Data records:
- - - - -

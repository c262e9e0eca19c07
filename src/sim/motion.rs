//! Weapon motion integration
//!
//! Advances the weapon one tick along its current leg. Speed follows a
//! triangular profile keyed on distance traveled (accelerate over the first
//! quarter, cruise, decelerate over the last quarter) and rotation eases
//! toward the target angle at a fixed rate.

use glam::Vec2;

use super::state::{MotionProfile, TargetSegment, Weapon};
use crate::math::unit;

/// Which part of the triangular profile the weapon is in
#[derive(Debug, Clone, Copy, PartialEq, Eq)]
pub enum Phase {
    Accelerate,
    Cruise,
    Decelerate,
}

impl Phase {
    pub fn at(segment: &TargetSegment, pos: Vec2) -> Self {
        let traveled = segment.traveled(pos);
        if traveled < segment.quarter_distance {
            Phase::Accelerate
        } else if traveled >= segment.three_quarter_distance {
            Phase::Decelerate
        } else {
            Phase::Cruise
        }
    }
}

/// Apply one tick of acceleration for the current phase
///
/// Velocity is not floored at zero: a long deceleration reverses the weapon
/// along its aim vector.
#[inline]
pub fn update_velocity(profile: &mut MotionProfile, phase: Phase) {
    match phase {
        Phase::Accelerate => profile.velocity += profile.acceleration,
        Phase::Decelerate => profile.velocity -= profile.acceleration,
        Phase::Cruise => {}
    }
}

/// Move `pos` toward `target` by `velocity`, snapping when within `snap_epsilon`
#[inline]
pub fn step_position(pos: Vec2, target: Vec2, velocity: f32, snap_epsilon: f32) -> Vec2 {
    let remaining = target - pos;
    if remaining.length() < snap_epsilon {
        target
    } else {
        pos + unit(remaining) * velocity
    }
}

/// Rotate `profile.angle` toward `profile.target_angle`
///
/// Snaps once the remaining turn is under two steps so the angle never
/// oscillates around the target.
#[inline]
pub fn step_angle(profile: &mut MotionProfile) {
    if (profile.angle - profile.target_angle).abs() < (2.0 * profile.angular_velocity).abs() {
        profile.angle = profile.target_angle;
    } else {
        profile.angle += profile.angular_velocity;
    }
}

/// Advance the weapon one tick and flag arrival
pub fn advance(weapon: &mut Weapon, snap_epsilon: f32) {
    let phase = Phase::at(&weapon.segment, weapon.pos);
    update_velocity(&mut weapon.profile, phase);

    weapon.pos = step_position(
        weapon.pos,
        weapon.segment.target_pos,
        weapon.profile.velocity,
        snap_epsilon,
    );
    step_angle(&mut weapon.profile);

    // Exact comparison: the snap above lands precisely on the target
    if weapon.pos == weapon.segment.target_pos {
        weapon.arrived = true;
    }
}
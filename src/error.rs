//! Session initialization errors
//!
//! The tick itself cannot fail; these are surfaced once when a session is
//! created and the session simply does not start.

use thiserror::Error;

/// Fatal error raised while preparing a session
#[derive(Error, Debug)]
pub enum InitError {
    /// Tuning file could not be read
    #[error("IO error: {0}")]
    Io(#[from] std::io::Error),

    /// Tuning file is not valid JSON for `Tuning`
    #[error("Parse error: {0}")]
    Parse(#[from] serde_json::Error),

    /// Tuning values describe impossible geometry or motion
    #[error("Invalid tuning `{field}`: {reason}")]
    InvalidTuning {
        field: &'static str,
        reason: &'static str,
    },
}
//! Data-driven game constants
//!
//! Loaded from JSON so balance can be changed without a rebuild. Missing
//! fields fall back to the values in `crate::consts`.

use std::path::Path;
use std::time::Duration;

use serde::{Deserialize, Serialize};

use crate::consts::*;
use crate::error::InitError;

/// Half-turn constant used when the weapon rotates the "long way around"
#[derive(Debug, Clone, Copy, PartialEq, Eq, Serialize, Deserialize, Default)]
pub enum RotationConstant {
    /// `std::f32::consts::PI`
    #[default]
    TruePi,
    /// 3.14, matches the rounding of the first release for visual parity
    Literal314,
}

impl RotationConstant {
    #[allow(clippy::approx_constant)]
    pub fn value(&self) -> f32 {
        match self {
            RotationConstant::TruePi => std::f32::consts::PI,
            RotationConstant::Literal314 => 3.14,
        }
    }
}

/// Steering, motion and damage constants for one session
#[derive(Debug, Clone, PartialEq, Serialize, Deserialize)]
#[serde(default)]
pub struct Tuning {
    // === Arena ===
    pub arena_width: f32,
    pub arena_height: f32,

    // === Player ===
    pub player_width: f32,
    pub player_height: f32,
    pub player_speed: f32,
    pub start_health: u8,
    /// Seconds of invincibility after a hit
    pub invincibility_secs: f32,

    // === Weapon ===
    pub weapon_width: f32,
    pub weapon_height: f32,
    pub min_range: f32,
    pub max_range: f32,
    pub acceleration: f32,
    pub start_velocity: f32,
    pub snap_epsilon: f32,
    pub rotation_constant: RotationConstant,

    // === Animation (exposed to the renderer) ===
    pub flash_period_frames: u64,
    pub anim_period_frames: u64,
    pub anim_frame_count: u64,
}

impl Default for Tuning {
    fn default() -> Self {
        Self {
            arena_width: ARENA_WIDTH,
            arena_height: ARENA_HEIGHT,

            player_width: PLAYER_WIDTH,
            player_height: PLAYER_HEIGHT,
            player_speed: PLAYER_SPEED,
            start_health: PLAYER_START_HEALTH,
            invincibility_secs: INVINCIBILITY_SECS,

            weapon_width: WEAPON_WIDTH,
            weapon_height: WEAPON_HEIGHT,
            min_range: STEER_MIN_RANGE,
            max_range: STEER_MAX_RANGE,
            acceleration: WEAPON_ACCELERATION,
            start_velocity: WEAPON_START_VELOCITY,
            snap_epsilon: SNAP_EPSILON,
            rotation_constant: RotationConstant::TruePi,

            flash_period_frames: FLASH_PERIOD_FRAMES,
            anim_period_frames: ANIM_PERIOD_FRAMES,
            anim_frame_count: ANIM_FRAME_COUNT,
        }
    }
}

impl Tuning {
    /// Parse and validate tuning from a JSON document
    pub fn from_json(json: &str) -> Result<Self, InitError> {
        let tuning: Tuning = serde_json::from_str(json)?;
        tuning.validate()?;
        Ok(tuning)
    }

    /// Read, parse and validate a tuning file
    pub fn load(path: impl AsRef<Path>) -> Result<Self, InitError> {
        let path = path.as_ref();
        let json = std::fs::read_to_string(path)?;
        let tuning = Self::from_json(&json)?;
        log::info!("Loaded tuning from {}", path.display());
        Ok(tuning)
    }

    /// Reject values the simulation cannot run with
    pub fn validate(&self) -> Result<(), InitError> {
        let positive = [
            ("arena_width", self.arena_width),
            ("arena_height", self.arena_height),
            ("player_width", self.player_width),
            ("player_height", self.player_height),
            ("weapon_width", self.weapon_width),
            ("weapon_height", self.weapon_height),
            ("min_range", self.min_range),
            ("max_range", self.max_range),
            ("snap_epsilon", self.snap_epsilon),
        ];
        for (field, value) in positive {
            if !value.is_finite() || value <= 0.0 {
                return Err(invalid(field, "must be finite and greater than zero"));
            }
        }

        let non_negative = [
            ("player_speed", self.player_speed),
            ("invincibility_secs", self.invincibility_secs),
            ("acceleration", self.acceleration),
        ];
        for (field, value) in non_negative {
            if !value.is_finite() || value < 0.0 {
                return Err(invalid(field, "must be finite and not negative"));
            }
        }

        if Duration::try_from_secs_f32(self.invincibility_secs).is_err() {
            return Err(invalid("invincibility_secs", "too large for a duration"));
        }
        if !self.start_velocity.is_finite() {
            return Err(invalid("start_velocity", "must be finite"));
        }
        if self.min_range > self.max_range {
            return Err(invalid("min_range", "must not exceed max_range"));
        }
        if self.start_health == 0 {
            return Err(invalid("start_health", "must be at least 1"));
        }
        if self.flash_period_frames == 0 || self.anim_period_frames == 0 || self.anim_frame_count == 0 {
            return Err(invalid("anim_period_frames", "frame periods must be non-zero"));
        }
        Ok(())
    }

    /// Invincibility window after a hit, saturating for unvalidated values
    pub fn invincibility_window(&self) -> Duration {
        match Duration::try_from_secs_f32(self.invincibility_secs) {
            Ok(window) => window,
            Err(_) if self.invincibility_secs > 0.0 => Duration::MAX,
            Err(_) => Duration::ZERO,
        }
    }
}

fn invalid(field: &'static str, reason: &'static str) -> InitError {
    log::warn!("Rejected tuning: {} {}", field, reason);
    InitError::InvalidTuning { field, reason }
}
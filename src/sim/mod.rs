//! Deterministic simulation module
//!
//! All gameplay logic lives here. This module must stay pure:
//! - One tick per host frame
//! - Time only through `Clock`
//! - Contact only through `OverlapOracle`
//! - No rendering or platform dependencies

pub mod clock;
pub mod collision;
pub mod damage;
pub mod motion;
pub mod state;
pub mod steering;
pub mod tick;
pub mod view;

pub use clock::{Clock, FixedStepClock, ManualClock, SystemClock, format_elapsed};
pub use collision::{CollisionMonitor, OverlapOracle, Shape, ShapeOverlap};
pub use damage::{DamageOutcome, DamageState, is_flash_frame};
pub use state::{
    GameEvent, GamePhase, GameState, MotionProfile, Player, Session, TargetSegment, Weapon,
};
pub use steering::{Leg, retarget};
pub use tick::{TickInput, tick};
pub use view::{Facing, FrameView};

- - - - -

*TASK DESCRIPTION*. Set down only the lines from the line with "pub fn invincibility_window(&self)" through the last line of the data above, keeping both the first and the last.

*REPLY TO THE EXERCISE*.
    pub fn invincibility_window(&self) -> Duration {
        match Duration::try_from_secs_f32(self.invincibility_secs) {
            Ok(window) => window,
            Err(_) if self.invincibility_secs > 0.0 => Duration::MAX,
            Err(_) => Duration::ZERO,
        }
    }
}

fn invalid(field: &'static str, reason: &'static str) -> InitError {
    log::warn!("Rejected tuning: {} {}", field, reason);
    InitError::InvalidTuning { field, reason }
}
filename src/sim/mod.rs
//! Deterministic simulation module
//!
//! All gameplay logic lives here. This module must stay pure:
//! - One tick per host frame
//! - Time only through `Clock`
//! - Contact only through `OverlapOracle`
//! - No rendering or platform dependencies

pub mod clock;
pub mod collision;
pub mod damage;
pub mod motion;
pub mod state;
pub mod steering;
pub mod tick;
pub mod view;

pub use clock::{Clock, FixedStepClock, ManualClock, SystemClock, format_elapsed};
pub use collision::{CollisionMonitor, OverlapOracle, Shape, ShapeOverlap};
pub use damage::{DamageOutcome, DamageState, is_flash_frame};
pub use state::{
    GameEvent, GamePhase, GameState, MotionProfile, Player, Session, TargetSegment, Weapon,
};
pub use steering::{Leg, retarget};
pub use tick::{TickInput, tick};
pub use view::{Facing, FrameView};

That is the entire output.